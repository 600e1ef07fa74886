//! Centrality metrics for the adjacency graph.
//!
//! # Overview
//!
//! Each metric answers a different question about a room's (node's)
//! position in the plan:
//!
//! - **Degree centrality** (`degree`): How many rooms does it touch, as a
//!   fraction of all other rooms?
//! - **Closeness centrality** (`closeness`): How few hops does it take to
//!   reach everything else?
//! - **Betweenness centrality** (`betweenness`): How much circulation
//!   between other rooms has to pass through it?
//!
//! All metrics take a [`Graph`] reference and return a
//! [`CentralityScores`] map with one entry per node in the graph. They
//! share no state and can run in any order or concurrently.
//!
//! # Usage
//!
//! ```rust
//! use plexus_core::graph::Graph;
//! use plexus_core::metrics::{CentralityConfig, compute_all, rank};
//!
//! let g = Graph::from_edges([("hall", "kitchen"), ("hall", "office"), ("office", "store")]);
//! let report = compute_all(&g, &CentralityConfig::default());
//!
//! let ranked = rank(&g, &report.betweenness);
//! assert_eq!(*ranked[0].0, "hall");
//! ```

pub mod betweenness;
pub mod closeness;
pub mod degree;

use std::collections::HashMap;
use std::fmt;
use std::hash::Hash;
use std::str::FromStr;

use serde::{Deserialize, Serialize};
use tracing::{info, instrument};

use crate::graph::Graph;

pub use betweenness::{BetweennessConfig, betweenness_centrality};
pub use closeness::{ClosenessConfig, closeness_centrality};
pub use degree::degree_centrality;

/// Node → score mapping, one entry per node present in the graph.
pub type CentralityScores<N> = HashMap<N, f64>;

/// Settings for every metric, grouped for callers that compute several.
#[derive(Debug, Clone, Copy, Default, PartialEq, Eq, Serialize, Deserialize)]
pub struct CentralityConfig {
    /// Closeness settings.
    pub closeness: ClosenessConfig,
    /// Betweenness settings.
    pub betweenness: BetweennessConfig,
}

impl CentralityConfig {
    /// Turn rayon parallelism on or off for every metric that supports it.
    #[must_use]
    pub const fn with_parallel(mut self, parallel: bool) -> Self {
        self.closeness.parallel = parallel;
        self.betweenness.parallel = parallel;
        self
    }
}

/// The metrics this crate computes.
#[derive(Debug, Clone, Copy, PartialEq, Eq, Hash, Serialize, Deserialize)]
#[serde(rename_all = "lowercase")]
pub enum Centrality {
    Degree,
    Closeness,
    Betweenness,
}

impl Centrality {
    /// Every metric, in report order.
    pub const ALL: [Self; 3] = [Self::Degree, Self::Closeness, Self::Betweenness];

    /// Stable lowercase name.
    #[must_use]
    pub const fn as_str(self) -> &'static str {
        match self {
            Self::Degree => "degree",
            Self::Closeness => "closeness",
            Self::Betweenness => "betweenness",
        }
    }

    /// Compute this metric over `graph`.
    #[must_use]
    pub fn compute<N>(self, graph: &Graph<N>, config: &CentralityConfig) -> CentralityScores<N>
    where
        N: Eq + Hash + Clone + Sync,
    {
        match self {
            Self::Degree => degree_centrality(graph),
            Self::Closeness => closeness_centrality(graph, &config.closeness),
            Self::Betweenness => betweenness_centrality(graph, &config.betweenness),
        }
    }
}

impl fmt::Display for Centrality {
    fn fmt(&self, f: &mut fmt::Formatter<'_>) -> fmt::Result {
        f.write_str(self.as_str())
    }
}

/// Error for an unrecognized metric name.
#[derive(Debug, Clone, PartialEq, Eq, thiserror::Error)]
#[error("unknown centrality '{0}' (expected degree, closeness, or betweenness)")]
pub struct UnknownCentrality(pub String);

impl FromStr for Centrality {
    type Err = UnknownCentrality;

    fn from_str(s: &str) -> Result<Self, Self::Err> {
        match s.trim().to_ascii_lowercase().as_str() {
            "degree" => Ok(Self::Degree),
            "closeness" => Ok(Self::Closeness),
            "betweenness" => Ok(Self::Betweenness),
            other => Err(UnknownCentrality(other.to_string())),
        }
    }
}

/// All three metrics computed over one graph.
#[derive(Debug, Clone, PartialEq)]
pub struct CentralityReport<N>
where
    N: Eq + Hash,
{
    pub degree: CentralityScores<N>,
    pub closeness: CentralityScores<N>,
    pub betweenness: CentralityScores<N>,
}

impl<N> CentralityReport<N>
where
    N: Eq + Hash,
{
    /// Scores for one metric.
    #[must_use]
    pub const fn get(&self, metric: Centrality) -> &CentralityScores<N> {
        match metric {
            Centrality::Degree => &self.degree,
            Centrality::Closeness => &self.closeness,
            Centrality::Betweenness => &self.betweenness,
        }
    }
}

/// Compute degree, closeness, and betweenness centrality over `graph`.
#[must_use]
#[instrument(skip(graph), fields(nodes = graph.node_count()))]
pub fn compute_all<N>(graph: &Graph<N>, config: &CentralityConfig) -> CentralityReport<N>
where
    N: Eq + Hash + Clone + Sync,
{
    let report = CentralityReport {
        degree: degree_centrality(graph),
        closeness: closeness_centrality(graph, &config.closeness),
        betweenness: betweenness_centrality(graph, &config.betweenness),
    };
    info!(nodes = graph.node_count(), "all centralities computed");
    report
}

/// Order nodes by score, highest first.
///
/// Ties keep the graph's first-appearance order, so the ranking is stable
/// for a given input sequence.
#[must_use]
pub fn rank<'g, N>(graph: &'g Graph<N>, scores: &CentralityScores<N>) -> Vec<(&'g N, f64)>
where
    N: Eq + Hash,
{
    let mut ranked: Vec<(&N, f64)> = graph
        .nodes()
        .map(|node| (node, scores.get(node).copied().unwrap_or(0.0)))
        .collect();
    ranked.sort_by(|a, b| b.1.total_cmp(&a.1));
    ranked
}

━━━━━━━━━━━━━━━━

_What is required:_
In the material above, find the line with "pub fn rank<'g, N>(graph: &'g"; then copy it and every line after it, exactly, through the end.

_Output:_
pub fn rank<'g, N>(graph: &'g Graph<N>, scores: &CentralityScores<N>) -> Vec<(&'g N, f64)>
where
    N: Eq + Hash,
{
    let mut ranked: Vec<(&N, f64)> = graph
        .nodes()
        .map(|node| (node, scores.get(node).copied().unwrap_or(0.0)))
        .collect();
    ranked.sort_by(|a, b| b.1.total_cmp(&a.1));
    ranked
}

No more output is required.